The car outside finally started. The engine coughed, caught, and roared to life.

Margaret waited another beat, giving me time. "She was worried. Said you were already pulling away, making yourself smaller for hockey. Keeping the knitting separate, like it was a secret instead of a gift." She paused. "She made me promise that when you were ready, I'd offer you something real."

The weight of Gram's concern settled over me. Fifteen years ago, when I was fifteen and convinced hockey was everything, she'd seen what I couldn't see. Saw that I'd need this place. Need the anchor.

"Margaret—"

"I'm thinking about retiring, Connor. Three to five years from now." She gestured at the shop around us—the shelves of yarn and project samples hanging on the walls. "I've been running this place for twenty-six years. I'm seventy-three. At some point, I'd like to spend my winters somewhere that doesn't require an ice scraper."

I tensed. "You can't retire. This place is—you're—"

"I'm tired, honey." Her voice was gentle. "And I'd like to leave while I still love it, not wait until I resent every minute."

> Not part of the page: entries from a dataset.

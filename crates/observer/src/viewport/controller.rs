use std::sync::Arc;
use std::time::Duration;

use darkest_hour_core::{Coordinate, DEFAULT_FLY_DURATION_MS, DEFAULT_REFRESH_DEBOUNCE_MS};
use slog::{debug, info, o, Logger};
use time::OffsetDateTime;
use tokio::sync::mpsc::{unbounded_channel, UnboundedReceiver, UnboundedSender};
use tokio::sync::watch;

use crate::{
    derive, Debouncer, Effect, ForecastSource, Geolocator, MapView, ViewportEvent,
    ViewportMachine, ViewportState,
};

#[derive(Debug, Clone, Copy)]
pub struct ViewportSettings {
    /// Quiet window before conditions are refetched
    pub refresh_debounce: Duration,
    /// Animated move duration, also the settle fallback timeout
    pub fly_duration: Duration,
}

impl Default for ViewportSettings {
    fn default() -> Self {
        Self {
            refresh_debounce: Duration::from_millis(DEFAULT_REFRESH_DEBOUNCE_MS),
            fly_duration: Duration::from_millis(DEFAULT_FLY_DURATION_MS),
        }
    }
}

/// Owns one view's [`ViewportMachine`] and performs its effects
///
/// Runs as a single task. Commands from the presentation side and
/// completions from timers/fetches arrive on separate queues but are
/// applied one at a time, so the state needs no locking.
pub struct ViewportController {
    machine: ViewportMachine,
    map: Arc<dyn MapView>,
    geolocator: Arc<dyn Geolocator>,
    forecasts: Arc<dyn ForecastSource>,
    commands: UnboundedReceiver<ViewportEvent>,
    internal_tx: UnboundedSender<ViewportEvent>,
    internal_rx: UnboundedReceiver<ViewportEvent>,
    refresh: Debouncer<ViewportEvent>,
    settle_timer: Debouncer<ViewportEvent>,
    state_tx: watch::Sender<ViewportState>,
    logger: Logger,
}

impl ViewportController {
    /// Mount a controller for a new view and start it on the current runtime
    pub fn spawn(
        settings: ViewportSettings,
        map: Arc<dyn MapView>,
        geolocator: Arc<dyn Geolocator>,
        forecasts: Arc<dyn ForecastSource>,
        logger: Logger,
    ) -> ViewportHandle {
        let logger = logger.new(o!("component" => "viewport"));
        let (command_tx, commands) = unbounded_channel();
        let (internal_tx, internal_rx) = unbounded_channel();
        let (state_tx, state_rx) = watch::channel(ViewportState::default());

        let controller = ViewportController {
            machine: ViewportMachine::new(settings.fly_duration, logger.clone()),
            map,
            geolocator,
            forecasts,
            commands,
            refresh: Debouncer::new(settings.refresh_debounce, internal_tx.clone()),
            settle_timer: Debouncer::new(settings.fly_duration, internal_tx.clone()),
            internal_tx,
            internal_rx,
            state_tx,
            logger,
        };

        // Queued before the task starts, so it is always the first event
        let _ = command_tx.send(ViewportEvent::Mount);
        tokio::spawn(controller.run());

        ViewportHandle {
            tx: command_tx,
            state: state_rx,
        }
    }

    async fn run(mut self) {
        loop {
            let event = tokio::select! {
                command = self.commands.recv() => {
                    // Every handle dropped is the same as unmounting the view
                    command.unwrap_or(ViewportEvent::Teardown)
                }
                Some(event) = self.internal_rx.recv() => event,
            };

            let is_teardown = matches!(event, ViewportEvent::Teardown);
            let effects = self.machine.step(event, self.map.as_ref());
            for effect in effects {
                self.apply(effect);
            }
            self.publish();

            if is_teardown {
                info!(self.logger, "viewport torn down");
                break;
            }
        }
    }

    fn apply(&mut self, effect: Effect) {
        match effect {
            Effect::LookupLocation => {
                let geolocator = Arc::clone(&self.geolocator);
                let tx = self.internal_tx.clone();
                tokio::spawn(async move {
                    let found = geolocator.lookup().await;
                    let _ = tx.send(ViewportEvent::Located(found));
                });
            }
            Effect::MoveTo { center, duration } => {
                debug!(self.logger, "moving map"; "center" => %center);
                self.map.move_to(center, duration);
            }
            Effect::ArmSettleTimer { flight, duration } => {
                self.settle_timer
                    .schedule_in(duration, ViewportEvent::SettleDeadline { flight });
            }
            Effect::CancelSettleTimer => {
                self.settle_timer.cancel();
            }
            Effect::ScheduleRefresh(center) => {
                self.refresh.schedule(ViewportEvent::RefreshDue(center));
            }
            Effect::CancelRefresh => {
                self.refresh.cancel();
            }
            Effect::FetchConditions { center, epoch } => {
                debug!(self.logger, "fetching conditions"; "center" => %center, "epoch" => epoch);
                let forecasts = Arc::clone(&self.forecasts);
                let tx = self.internal_tx.clone();
                // Not aborted when superseded; the epoch check drops the result
                tokio::spawn(async move {
                    let result = forecasts
                        .fetch(center)
                        .await
                        .map(|raw| derive(&raw, OffsetDateTime::now_utc()));
                    let _ = tx.send(ViewportEvent::ConditionsFetched {
                        epoch,
                        center,
                        result,
                    });
                });
            }
        }
    }

    fn publish(&self) {
        let next = self.machine.state();
        self.state_tx.send_if_modified(|current| {
            if current == next {
                false
            } else {
                *current = next.clone();
                true
            }
        });
    }
}

/// Presentation-side access to a running controller
#[derive(Clone)]
pub struct ViewportHandle {
    tx: UnboundedSender<ViewportEvent>,
    state: watch::Receiver<ViewportState>,
}

impl ViewportHandle {
    /// The map finished a user-driven or animated move
    pub fn move_end(&self, center: Coordinate) {
        let _ = self.tx.send(ViewportEvent::MoveEnd(center));
    }

    /// Animate to a new target, e.g. a picked search result
    pub fn fly_to(&self, center: Coordinate) {
        let _ = self.tx.send(ViewportEvent::FlyToRequested(center));
    }

    /// Unmount: cancels timers and drops any response still in flight
    pub fn teardown(&self) {
        let _ = self.tx.send(ViewportEvent::Teardown);
    }

    /// Latest published state
    pub fn state(&self) -> ViewportState {
        self.state.borrow().clone()
    }

    /// Receiver notified on every state change
    pub fn subscribe(&self) -> watch::Receiver<ViewportState> {
        self.state.clone()
    }
}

"So what happens? You close the shop?"

"I'd rather not. Your grandmother wouldn't want that. This place mattered to her." She paused. "I'm hoping it matters to you, too."

I stared at her.

"I'm offering you teaching classes. Regular schedule, paid position. Profit-sharing after the first year. And eventually—when I'm ready—selling the business to someone who'd keep it going." She picked up her shawl and worked a few stitches. "Someone your grandmother trusted with her gift."

My brain stalled out. "You want me to—"

"Teach. Eventually manage. Maybe own, if you're interested." Her needles clicked. "You're good at this, Connor. Not only the knitting. You're a great teacher. You make people feel like they can learn hard things. That's rare. Your grandmother saw it in you when you were only eight."

"I'm just a guy who—"

"You're not just anything." Her needles stopped. She looked at me directly. "I made your grandmother a promise. I'm keeping that promise."

The words sat heavy in my lap, solid as Gram's old project bag.

Post-hockey income. A future after the Storm. A path that didn't end with my body giving out, leaving nothing but scars and memories.

What Gram had built, offered back to me with both hands.

"I don't know what to say."

"You don't have to say anything tonight. Think about it." She stood, gathering her things. "But Connor? Your grandmother didn't give you knitting instead of hockey. She gave it to you alongside hockey because she knew you'd always need both. She never asked you to choose—and I'm not either."

She paused at the door to the back room, one hand on the frame. "She just wanted to ensure that when your body finally told you it was done taking hits, you'd have something left thatwas yours. Something you built with your hands." She nodded at my split knuckles.

She left me sitting in her back room, surrounded by yarn and Gram's empty chair by the window.

My phone felt like lead in my pocket. Rhett's text still waited for a response.

Rhett:Need a rescue?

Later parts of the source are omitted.